11 julho, 2012

O Princípio.

O álbum ilustrado - O Princípio -  de Paula Carballeira e Sonja Danowski foi para mim um achado precioso nos últimos dias. Sem dúvida que em tempos como os que correm diante de todos nós, pleno de dificuldades,monstros gigantes, os olhos teimam em não ver os moinhos de vento ao longe.  Ler estas palavras faz-me refletir sobre a maneira de se contornar os momentos mais ingratos.
Tenho para mim que muitas das vezes teimamos em deprimir com o que nos acontece, sem conseguirmos avistar o que de bom continuamos a ter. Sem dúvida que sem coragem, perseverança e muita insistência nada se consegue. Quando alguém sorrir, será de certeza o princípio de algo.


Uma vez houve uma guerra.


Quando a guerra acabou, ficámos sem casa.
- Não importa - disse a mãe. - Temos um carro.
Passámos a viver no carro.
Desde então, viver era viajar.
Depois fomos ficando sem roupa.
- Melhor - disse o pai -, menos para lavar.
Tomávamos banho vestidos no rio
e estendíamo-nos ao sol para nos secarmos.
Não havia luz elétrica,
por isso os barulhos da noite
metiam ainda mais medo
e dormíamos muito mais perto
uns dos outros.
Toda a gente estava triste.
Tinham queimado os livros da biblioteca.
O chão estava coberto de vidros.
Levámos algum tempo a habituar-nos a caminhar
entre os vidros e as cinzas.
Um dia,
alguém começou a brincar.
Outro dia, uma menina
que ninguém conhecia
soltou uma gargalhada.
Depois dessa,
houve mais.
Um velho cozinheiro sentou-se
e começou a falar de receitas.
As suas palavras mataram-nos a fome.
Pelo menos nessa tarde.
Quando o sol se pôs, os carros desejaram
boa noite uns aos outros com as buzinas.
Era como se estivessem vivos.
Estávamos vivos.
Foi como uma festa.


A festa do princípio de algo.


Paula Carballeira
Sonja Danowski





















Alice e as descobertas.

09 julho, 2012

Cansaço.

Álvaro de Campos falava de um cansaço - de um cansaço interior - "um supremíssimo cansaço" que se carrega como uma pedra que nos afunda algures.
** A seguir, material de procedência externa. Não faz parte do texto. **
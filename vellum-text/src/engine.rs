//! `CosmicTextEngine`: the viewer's [`TextEngine`].
//!
//! Hands out [`RichParagraph`]s sharing the process-wide font state.
//! Until `fonts::init()` has run the engine reports not-ready and text
//! overlays stay unrendered.

use vellum_core::{TextEngine, TextError, TextLayout};

use crate::fonts;
use crate::paragraph::{ParagraphStyle, RichParagraph};

#[derive(Clone, Debug, Default)]
pub struct CosmicTextEngine {
    style: ParagraphStyle,
}

impl CosmicTextEngine {
    pub fn new(style: ParagraphStyle) -> Self {
        Self { style }
    }

    pub fn style(&self) -> &ParagraphStyle {
        &self.style
    }
}

impl TextEngine for CosmicTextEngine {
    fn is_ready(&self) -> bool {
        fonts::is_ready()
    }

    fn create_layout(&self) -> Result<Box<dyn TextLayout>, TextError> {
        if !fonts::is_ready() {
            return Err(TextError::NotReady);
        }
        Ok(Box::new(RichParagraph::new(self.style.clone())))
    }
}

// ===================================================================
// Tests
// ===================================================================

#[cfg(test)]
mod tests {
    use super::*;
    use vellum_core::{Point, Rect};

    #[test]
    fn test_layout_after_init() {
        let has_fonts = fonts::init();
        let engine = CosmicTextEngine::default();
        assert!(engine.is_ready());
        let mut layout = engine.create_layout().unwrap();
        layout.set_html("<p>note</p>");
        layout.wrap(f32::INFINITY);
        if !has_fonts {
            return;
        }
        assert!(layout.size().width > 0.0);
        let rendered = layout
            .render(Point::ZERO, &Rect::new(0.0, 0.0, 500.0, 500.0), 1.0)
            .unwrap();
        assert!(rendered.pixels.width() > 0);
    }

    #[test]
    fn test_default_style() {
        let engine = CosmicTextEngine::default();
        assert_eq!(engine.style().font_size, 14.0);
        assert_eq!(engine.style().color, [0, 0, 0, 255]);
    }
}
//! GPU boundary: the narrow surface the viewer core draws through.
//!
//! The core never touches a graphics API directly.  It allocates opaque
//! buffer/texture handles, uploads bytes, and issues two kinds of draw:
//!
//! - **colored** triangle lists ([`ColorVertex`]): borders, ink strokes;
//! - **textured** triangle lists ([`TexVertex`]): page and text rasters.
//!
//! Every draw carries an [`Affine`] mapping its vertex space to clip space.
//!
//! Two implementations exist:
//!
//! 1. [`HeadlessGpu`] (here): in-memory, records calls, tracks live
//!    handles.  Used for tests, benchmarks, and CI.
//! 2. `vellum_render::WgpuBackend`: the real `wgpu` renderer.

use bytemuck::{Pod, Zeroable};
use log::debug;
use rustc_hash::FxHashSet;
use thiserror::Error;

use crate::transform::Affine;

#[derive(Error, Debug, Clone, PartialEq)]
pub enum GpuError {
    #[error("Failed to allocate {what}: {reason}")]
    Allocation { what: &'static str, reason: String },
    #[error("Unknown buffer handle {0:?}")]
    UnknownBuffer(BufferId),
    #[error("Unknown texture handle {0:?}")]
    UnknownTexture(TextureId),
    #[error("Texture data is {actual} bytes, expected {expected}")]
    InvalidTextureData { expected: usize, actual: usize },
    #[error("GPU context lost")]
    ContextLost,
}

/// Opaque handle to a GPU vertex buffer.
#[derive(Clone, Copy, Debug, PartialEq, Eq, Hash)]
pub struct BufferId(pub u32);

/// Opaque handle to a GPU texture (plus whatever sampler state the
/// backend pairs with it).
#[derive(Clone, Copy, Debug, PartialEq, Eq, Hash)]
pub struct TextureId(pub u32);

// ───────────────────────────────────────────────────────────────────
// Vertex formats
// ───────────────────────────────────────────────────────────────────

/// Vertex of a flat-colored triangle.  12 bytes.
#[repr(C)]
#[derive(Clone, Copy, Debug, PartialEq, Pod, Zeroable)]
pub struct ColorVertex {
    pub position: [f32; 2],
    /// RGBA, normalised to [0, 1] by the backend.
    pub color: [u8; 4],
}

impl ColorVertex {
    pub fn new(x: f32, y: f32, color: [u8; 4]) -> Self {
        Self {
            position: [x, y],
            color,
        }
    }
}

/// Vertex of a textured triangle.  16 bytes.
#[repr(C)]
#[derive(Clone, Copy, Debug, PartialEq, Pod, Zeroable)]
pub struct TexVertex {
    pub position: [f32; 2],
    pub texcoord: [f32; 2],
}

impl TexVertex {
    /// Two triangles covering `rect` with the full texture.
    pub fn quad(rect: &crate::geometry::Rect) -> [TexVertex; 6] {
        let (l, t, r, b) = (rect.left(), rect.top(), rect.right(), rect.bottom());
        [
            TexVertex { position: [l, t], texcoord: [0.0, 0.0] },
            TexVertex { position: [l, b], texcoord: [0.0, 1.0] },
            TexVertex { position: [r, t], texcoord: [1.0, 0.0] },
            TexVertex { position: [l, b], texcoord: [0.0, 1.0] },
            TexVertex { position: [r, t], texcoord: [1.0, 0.0] },
            TexVertex { position: [r, b], texcoord: [1.0, 1.0] },
        ]
    }
}

/// Push the two triangles covering `rect` in a single color.
pub fn push_color_quad(out: &mut Vec<ColorVertex>, rect: &crate::geometry::Rect, color: [u8; 4]) {
    let (l, t, r, b) = (rect.left(), rect.top(), rect.right(), rect.bottom());
    out.extend_from_slice(&[
        ColorVertex::new(l, t, color),
        ColorVertex::new(l, b, color),
        ColorVertex::new(r, t, color),
        ColorVertex::new(l, b, color),
        ColorVertex::new(r, t, color),
        ColorVertex::new(r, b, color),
    ]);
}

// ───────────────────────────────────────────────────────────────────
// Backend trait
// ───────────────────────────────────────────────────────────────────

/// Create/delete/upload/draw: everything the core needs from a GPU.
///
/// Handles are owned by whoever created them and must be deleted exactly
/// once.  After a context loss, handles are abandoned instead: the owner
/// forgets them without calling `delete_*`.
pub trait GpuBackend {
    /// Allocate a vertex buffer initialised with `contents`.
    fn create_buffer(&mut self, label: &'static str, contents: &[u8]) -> Result<BufferId, GpuError>;

    /// Replace the contents of `buffer`, growing it if necessary.
    fn update_buffer(&mut self, buffer: BufferId, contents: &[u8]) -> Result<(), GpuError>;

    fn delete_buffer(&mut self, buffer: BufferId);

    /// Allocate an RGBA8 texture (clamp-to-edge, linear filtering) and
    /// upload `rgba` (`width * height * 4` bytes, row-major).
    fn create_texture(&mut self, width: u32, height: u32, rgba: &[u8]) -> Result<TextureId, GpuError>;

    fn delete_texture(&mut self, texture: TextureId);

    /// Largest width or height `create_texture` accepts.
    fn max_texture_dimension(&self) -> u32;

    /// Draw `vertex_count` [`ColorVertex`]es from `buffer` as a triangle list.
    fn draw_colored(&mut self, buffer: BufferId, vertex_count: u32, transform: &Affine);

    /// Draw `vertex_count` [`TexVertex`]es from `buffer`, sampling `texture`.
    fn draw_textured(
        &mut self,
        buffer: BufferId,
        vertex_count: u32,
        texture: TextureId,
        transform: &Affine,
    );
}

// ───────────────────────────────────────────────────────────────────
// HeadlessGpu
// ───────────────────────────────────────────────────────────────────

/// A recorded draw call.
#[derive(Clone, Debug, PartialEq)]
pub enum DrawCall {
    Colored {
        buffer: BufferId,
        vertex_count: u32,
        transform: Affine,
    },
    Textured {
        buffer: BufferId,
        vertex_count: u32,
        texture: TextureId,
        transform: Affine,
    },
}

/// Call counters kept by [`HeadlessGpu`].
#[derive(Clone, Copy, Debug, Default, PartialEq, Eq)]
pub struct GpuCounters {
    pub buffers_created: u32,
    pub buffers_updated: u32,
    pub buffers_deleted: u32,
    pub textures_created: u32,
    pub textures_deleted: u32,
    pub draws: u32,
}

impl GpuCounters {
    /// Total number of resource calls (allocations, uploads, deletions).
    pub fn resource_calls(&self) -> u32 {
        self.buffers_created
            + self.buffers_updated
            + self.buffers_deleted
            + self.textures_created
            + self.textures_deleted
    }
}

/// In-memory GPU backend.
///
/// Allocates sequential handles, keeps the set of live handles so tests
/// can check for leaks and double frees, and records every draw.
#[derive(Debug, Default)]
pub struct HeadlessGpu {
    next_id: u32,
    live_buffers: FxHashSet<BufferId>,
    live_textures: FxHashSet<TextureId>,
    /// Most textures ever live at once.
    peak_textures: usize,
    counters: GpuCounters,
    draws: Vec<DrawCall>,
    fail_allocations: u32,
    max_texture_dimension: Option<u32>,
}

impl HeadlessGpu {
    pub fn new() -> Self {
        Self::default()
    }

    /// Reject textures wider or taller than `dimension`, like a real
    /// device limit.
    pub fn with_max_texture_dimension(mut self, dimension: u32) -> Self {
        self.max_texture_dimension = Some(dimension);
        self
    }

    /// Make the next `count` buffer/texture allocations fail.
    pub fn fail_next_allocations(&mut self, count: u32) {
        self.fail_allocations = count;
    }

    pub fn counters(&self) -> GpuCounters {
        self.counters
    }

    pub fn draws(&self) -> &[DrawCall] {
        &self.draws
    }

    /// Forget recorded draws (start of a new frame).
    pub fn clear_draws(&mut self) {
        self.draws.clear();
    }

    pub fn live_buffers(&self) -> usize {
        self.live_buffers.len()
    }

    pub fn live_textures(&self) -> usize {
        self.live_textures.len()
    }

    pub fn peak_textures(&self) -> usize {
        self.peak_textures
    }

    pub fn is_live_texture(&self, texture: TextureId) -> bool {
        self.live_textures.contains(&texture)
    }

    /// Simulate a context loss: every handle becomes invalid at once.
    /// Owners are expected to abandon theirs without deleting.
    pub fn lose_context(&mut self) {
        debug!(
            "headless context lost ({} buffers, {} textures abandoned)",
            self.live_buffers.len(),
            self.live_textures.len()
        );
        self.live_buffers.clear();
        self.live_textures.clear();
    }

    fn next_handle(&mut self) -> u32 {
        self.next_id += 1;
        self.next_id
    }

    fn check_allocation(&mut self, what: &'static str) -> Result<(), GpuError> {
        if self.fail_allocations > 0 {
            self.fail_allocations -= 1;
            return Err(GpuError::Allocation {
                what,
                reason: "injected failure".into(),
            });
        }
        Ok(())
    }
}

impl GpuBackend for HeadlessGpu {
    fn create_buffer(&mut self, label: &'static str, _contents: &[u8]) -> Result<BufferId, GpuError> {
        self.check_allocation(label)?;
        let id = BufferId(self.next_handle());
        self.live_buffers.insert(id);
        self.counters.buffers_created += 1;
        Ok(id)
    }

    fn update_buffer(&mut self, buffer: BufferId, _contents: &[u8]) -> Result<(), GpuError> {
        if !self.live_buffers.contains(&buffer) {
            return Err(GpuError::UnknownBuffer(buffer));
        }
        self.counters.buffers_updated += 1;
        Ok(())
    }

    fn delete_buffer(&mut self, buffer: BufferId) {
        self.counters.buffers_deleted += 1;
        if !self.live_buffers.remove(&buffer) {
            log::error!("delete of unknown buffer {buffer:?}");
        }
    }

    fn create_texture(&mut self, width: u32, height: u32, rgba: &[u8]) -> Result<TextureId, GpuError> {
        let expected = width as usize * height as usize * 4;
        if rgba.len() != expected {
            return Err(GpuError::InvalidTextureData {
                expected,
                actual: rgba.len(),
            });
        }
        if let Some(max) = self.max_texture_dimension {
            if width > max || height > max {
                return Err(GpuError::Allocation {
                    what: "texture",
                    reason: format!("{width}x{height} exceeds {max}"),
                });
            }
        }
        self.check_allocation("texture")?;
        let id = TextureId(self.next_handle());
        self.live_textures.insert(id);
        self.peak_textures = self.peak_textures.max(self.live_textures.len());
        self.counters.textures_created += 1;
        Ok(id)
    }

    fn delete_texture(&mut self, texture: TextureId) {
        self.counters.textures_deleted += 1;
        if !self.live_textures.remove(&texture) {
            log::error!("delete of unknown texture {texture:?}");
        }
    }

    /// Unlimited unless set with
    /// [`with_max_texture_dimension`](HeadlessGpu::with_max_texture_dimension).
    fn max_texture_dimension(&self) -> u32 {
        self.max_texture_dimension.unwrap_or(u32::MAX)
    }

    fn draw_colored(&mut self, buffer: BufferId, vertex_count: u32, transform: &Affine) {
        self.counters.draws += 1;
        self.draws.push(DrawCall::Colored {
            buffer,
            vertex_count,
            transform: *transform,
        });
    }

    fn draw_textured(
        &mut self,
        buffer: BufferId,
        vertex_count: u32,
        texture: TextureId,
        transform: &Affine,
    ) {
        self.counters.draws += 1;
        self.draws.push(DrawCall::Textured {
            buffer,
            vertex_count,
            texture,
            transform: *transform,
        });
    }
}

// ===================================================================
// Tests
// ===================================================================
Por vezes sinto assim, esse pesar dos dias que correm e encontro nas palavras de alguém uma tradução fiel dos sentimentos, dessa espécie de desalento que me invade.
Ao refletir essas emoções, sei que é uma espécie de "desesperança" no horizonte do tempo, nos rostos dos que por mim passam ou até talvez uma demasiado grande exigência face ao mundo. Às vezes insistem em moldar-me e eu vou ver o mar.
Hoje é só esta sonolência vaga de quem quer acreditar que o amanhecer será outro, uma vontade de esquecer a realidade plena de multidões invisíveis.
Pelas mãos do José Luis Peixoto, deixo-vos estas palavras tão belas.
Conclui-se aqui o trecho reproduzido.